Task requirements:
Search the data for the string "axum" and extract every line where it appears.

Stored data entries:
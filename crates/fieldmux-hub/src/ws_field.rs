//! WebSocket handler for field agent connections (§4.9 Telemetry Hub).
//!
//! Endpoint: `GET /ws/field/{streamer_id}?key={write_credential}`
//!
//! The handshake is ordered and every rejection still completes the
//! upgrade before closing, so the client sees a clean WebSocket close
//! frame rather than a bare HTTP error:
//! 1. no credential presented -> accept, close 4001
//! 2. credential doesn't resolve to a record -> accept, close 4001
//! 3. record id != path streamer_id -> accept, close 4001
//! 4. record not approved -> accept, close 4003
//! 5. otherwise accept and run the connection

use std::collections::HashMap;

use axum::extract::ws::{CloseFrame, Message, WebSocket};
use axum::extract::{Path, Query, State, WebSocketUpgrade};
use axum::response::IntoResponse;
use chrono::Utc;
use futures::stream::StreamExt;
use futures::SinkExt;
use tokio::sync::mpsc;

use fieldmux_common::models::{HealthState, HealthStatus, LiveSnapshot, StreamerRecord};
use fieldmux_common::protocol::{
    DashboardEvent, FieldEnvelope, MessageType, NetworkPayload, StreamerOfflineData,
    StreamerOnlineData, StreamerUpdateData,
};

use crate::core::health::{HealthInputs, HealthMonitor};
use crate::core::pipeline::StreamerPipeline;
use crate::state::{AppState, FieldConnection};
use crate::store::StreamerStore;

const CLOSE_KEY_REQUIRED: (u16, &str) = (4001, "key required");
const CLOSE_UNAPPROVED: (u16, &str) = (4003, "streamer not approved");

pub async fn handler(
    State(state): State<AppState>,
    Path(streamer_id): Path<String>,
    Query(params): Query<HashMap<String, String>>,
    ws: WebSocketUpgrade,
) -> impl IntoResponse {
    let credential = params.get("key").cloned();
    ws.on_upgrade(move |socket| handle_socket(state, streamer_id, credential, socket))
}

async fn close_with(socket: &mut WebSocket, code: u16, reason: &'static str) {
    let _ = socket
        .send(Message::Close(Some(CloseFrame {
            code,
            reason: reason.into(),
        })))
        .await;
}

async fn handle_socket(
    state: AppState,
    path_streamer_id: String,
    credential: Option<String>,
    mut socket: WebSocket,
) {
    let Some(credential) = credential else {
        close_with(&mut socket, CLOSE_KEY_REQUIRED.0, CLOSE_KEY_REQUIRED.1).await;
        return;
    };

    let record = match state.store().get_by_write_credential(&credential).await {
        Ok(Some(record)) => record,
        Ok(None) => {
            close_with(&mut socket, CLOSE_KEY_REQUIRED.0, CLOSE_KEY_REQUIRED.1).await;
            return;
        }
        Err(e) => {
            tracing::error!(error = %e, "store lookup failed during field handshake");
            close_with(&mut socket, CLOSE_KEY_REQUIRED.0, CLOSE_KEY_REQUIRED.1).await;
            return;
        }
    };

    if record.id != path_streamer_id {
        close_with(&mut socket, CLOSE_KEY_REQUIRED.0, CLOSE_KEY_REQUIRED.1).await;
        return;
    }

    if !record.approved {
        close_with(&mut socket, CLOSE_UNAPPROVED.0, CLOSE_UNAPPROVED.1).await;
        return;
    }

    connect_field(state, socket, record).await;
}

async fn connect_field(state: AppState, socket: WebSocket, record: StreamerRecord) {
    let streamer_id = record.id.clone();
    let (mut ws_tx, mut ws_rx) = socket.split();

    let snapshot = LiveSnapshot::from_record(&record);
    state.live_streamers().insert(streamer_id.clone(), snapshot.clone());

    let (close_tx, mut close_rx) = mpsc::channel::<(u16, &'static str)>(1);
    state
        .field_connections()
        .insert(streamer_id.clone(), FieldConnection { close_tx });

    state.broadcast_dashboard(DashboardEvent::StreamerOnline(StreamerOnlineData {
        streamer_id: streamer_id.clone(),
        streamer: snapshot,
    }));

    if !record.destinations.is_empty() && record.destinations.iter().any(|d| d.enabled) {
        let pipeline = StreamerPipeline::start(
            &streamer_id,
            &record.destinations,
            &state.pipeline_config(),
            state.ports(),
        );
        state
            .pipelines()
            .insert(streamer_id.clone(), tokio::sync::Mutex::new(pipeline));
        state
            .health_monitors()
            .insert(streamer_id.clone(), tokio::sync::Mutex::new(HealthMonitor::new(state.health_thresholds())));
        spawn_health_loop(state.clone(), streamer_id.clone());
    }

    tracing::info!(streamer_id, "field agent connected");

    loop {
        tokio::select! {
            msg = ws_rx.next() => {
                match msg {
                    Some(Ok(Message::Text(text))) => {
                        handle_field_message(&state, &streamer_id, &text).await;
                    }
                    Some(Ok(Message::Close(_))) | None => break,
                    Some(Err(_)) => break,
                    _ => {}
                }
            }
            signal = close_rx.recv() => {
                if let Some((code, reason)) = signal {
                    let _ = ws_tx.send(Message::Close(Some(CloseFrame {
                        code,
                        reason: reason.into(),
                    }))).await;
                }
                break;
            }
        }
    }

    disconnect_field(&state, &streamer_id).await;
}

async fn handle_field_message(state: &AppState, streamer_id: &str, raw: &str) {
    let envelope: FieldEnvelope = match serde_json::from_str(raw) {
        Ok(e) => e,
        Err(e) => {
            tracing::warn!(streamer_id, error = %e, "discarding unparsable field message");
            return;
        }
    };

    let mut mutated = true;
    let Some(mut snapshot) = state.live_streamers().get_mut(streamer_id).map(|r| r.clone()) else {
        return;
    };

    match envelope.msg_type {
        MessageType::Gps => match envelope.parse_data() {
            Ok(gps) => {
                snapshot.gps = gps;
                schedule_geocode(state.clone(), streamer_id.to_string(), snapshot.gps.lat, snapshot.gps.lng);
            }
            Err(e) => {
                tracing::warn!(streamer_id, error = %e, "invalid gps payload");
                mutated = false;
            }
        },
        MessageType::Hardware => match envelope.parse_data() {
            Ok(hardware) => snapshot.hardware = hardware,
            Err(e) => {
                tracing::warn!(streamer_id, error = %e, "invalid hardware payload");
                mutated = false;
            }
        },
        MessageType::Network => match envelope.parse_data::<NetworkPayload>() {
            Ok(payload) => snapshot.network_links = payload.links,
            Err(e) => {
                tracing::warn!(streamer_id, error = %e, "invalid network payload");
                mutated = false;
            }
        },
        MessageType::Starlink => match envelope.parse_data() {
            Ok(starlink) => snapshot.starlink = starlink,
            Err(e) => {
                tracing::warn!(streamer_id, error = %e, "invalid starlink payload");
                mutated = false;
            }
        },
        MessageType::Health => match envelope.parse_data::<HealthStatus>() {
            Ok(health) => snapshot.health = health,
            Err(e) => {
                tracing::warn!(streamer_id, error = %e, "invalid health payload");
                mutated = false;
            }
        },
        MessageType::StreamStatus | MessageType::Command | MessageType::Unknown => {
            mutated = false;
        }
    }

    if !mutated {
        return;
    }

    snapshot.updated_at = Utc::now();
    state
        .live_streamers()
        .insert(streamer_id.to_string(), snapshot.clone());

    state.broadcast_dashboard(DashboardEvent::StreamerUpdate(StreamerUpdateData {
        streamer_id: streamer_id.to_string(),
        streamer: snapshot,
    }));
}

/// Best-effort, non-blocking reverse-geocode lookup for a freshly
/// reported GPS fix. Updates the snapshot's `location_name` and
/// rebroadcasts once resolved; never blocks telemetry processing.
fn schedule_geocode(state: AppState, streamer_id: String, lat: f64, lng: f64) {
    tokio::spawn(async move {
        let Some(name) = state.geocoder().reverse_geocode(&streamer_id, lat, lng).await else {
            return;
        };

        if let Some(mut entry) = state.live_streamers().get_mut(&streamer_id) {
            entry.location_name = Some(name);
            let snapshot = entry.clone();
            drop(entry);
            state.broadcast_dashboard(DashboardEvent::StreamerUpdate(StreamerUpdateData {
                streamer_id: streamer_id.clone(),
                streamer: snapshot,
            }));
        }
    });
}

/// Field disconnect (§4.9): the maps are cleared before the offline
/// event is published, so a dashboard client racing the broadcast never
/// observes a `streamer_offline` for a snapshot it could still fetch.
async fn disconnect_field(state: &AppState, streamer_id: &str) {
    state.field_connections().remove(streamer_id);
    state.live_streamers().remove(streamer_id);
    state.health_monitors().remove(streamer_id);

    if let Some((_, pipeline)) = state.pipelines().remove(streamer_id) {
        pipeline.lock().await.stop(state.ports()).await;
    } else {
        state.ports().release(streamer_id);
    }

    state.broadcast_dashboard(DashboardEvent::StreamerOffline(StreamerOfflineData {
        streamer_id: streamer_id.to_string(),
    }));

    tracing::info!(streamer_id, "field agent disconnected");
}

/// Overlay source name toggled opportunistically on entry to DEGRADED
/// (§4.8) — a "low bandwidth" banner independent of scene switching.
const LOW_BANDWIDTH_SOURCE: &str = "low_bandwidth_banner";

/// Runs while a pipeline exists for `streamer_id`: every check interval,
/// recomputes health from ingest statistics and invokes the OBS actuator
/// on a state transition. Exits once the pipeline is gone.
fn spawn_health_loop(state: AppState, streamer_id: String) {
    tokio::spawn(async move {
        let interval = std::time::Duration::from_secs_f64(state.config().health.check_interval_s);
        loop {
            tokio::time::sleep(interval).await;

            let Some(pipeline_entry) = state.pipelines().get(&streamer_id) else {
                return;
            };
            let Some(snapshot) = state.live_streamers().get(&streamer_id).map(|r| r.clone()) else {
                return;
            };
            let pipeline_guard = pipeline_entry.lock().await;
            let inputs = health_inputs_from_pipeline(&pipeline_guard, &snapshot);
            drop(pipeline_guard);
            drop(pipeline_entry);

            let Some(monitor_entry) = state.health_monitors().get(&streamer_id) else {
                return;
            };
            let transition = monitor_entry.lock().await.evaluate(&inputs);
            drop(monitor_entry);

            if let Some(transition) = transition {
                tracing::info!(
                    streamer_id,
                    old = %transition.old,
                    new = %transition.new,
                    score = transition.score,
                    "health transition"
                );
                state.obs().on_transition(&streamer_id, transition.new).await;

                let scene_live = &state.config().obs.scene_live;
                if transition.new == HealthState::Degraded {
                    state.obs().set_source_visible(scene_live, LOW_BANDWIDTH_SOURCE, true);
                } else if transition.old == HealthState::Degraded {
                    state.obs().set_source_visible(scene_live, LOW_BANDWIDTH_SOURCE, false);
                }
            }
        }
    });
}

/// Derive health inputs from a streamer's pipeline ingest status, for
/// the periodic health evaluation loop.
pub fn health_inputs_from_pipeline(
    pipeline: &StreamerPipeline,
    snapshot: &LiveSnapshot,
) -> HealthInputs {
    let status = pipeline.status();
    let links = &status.ingest.links;
    let active: Vec<_> = links.iter().filter(|l| l.active).collect();

    let rtt_avg = if active.is_empty() {
        0.0
    } else {
        active.iter().map(|l| l.rtt_ms).sum::<f64>() / active.len() as f64
    };
    let loss_avg = if active.is_empty() {
        0.0
    } else {
        active.iter().map(|l| l.loss_pct).sum::<f64>() / active.len() as f64
    };
    let bitrate_kbps = active.iter().map(|l| l.bitrate_kbps).sum();
    let max_link_score = links.iter().map(|l| l.score).max().unwrap_or(0);
    let staleness = (Utc::now() - snapshot.updated_at)
        .to_std()
        .unwrap_or_default();

    HealthInputs {
        active_links: status.ingest.active_links,
        total_links: status.ingest.total_links,
        bitrate_kbps,
        rtt_avg,
        loss_avg,
        max_link_score,
        staleness,
    }
}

Exercise result:
use axum::extract::ws::{CloseFrame, Message, WebSocket};
use axum::extract::{Path, Query, State, WebSocketUpgrade};
use axum::response::IntoResponse;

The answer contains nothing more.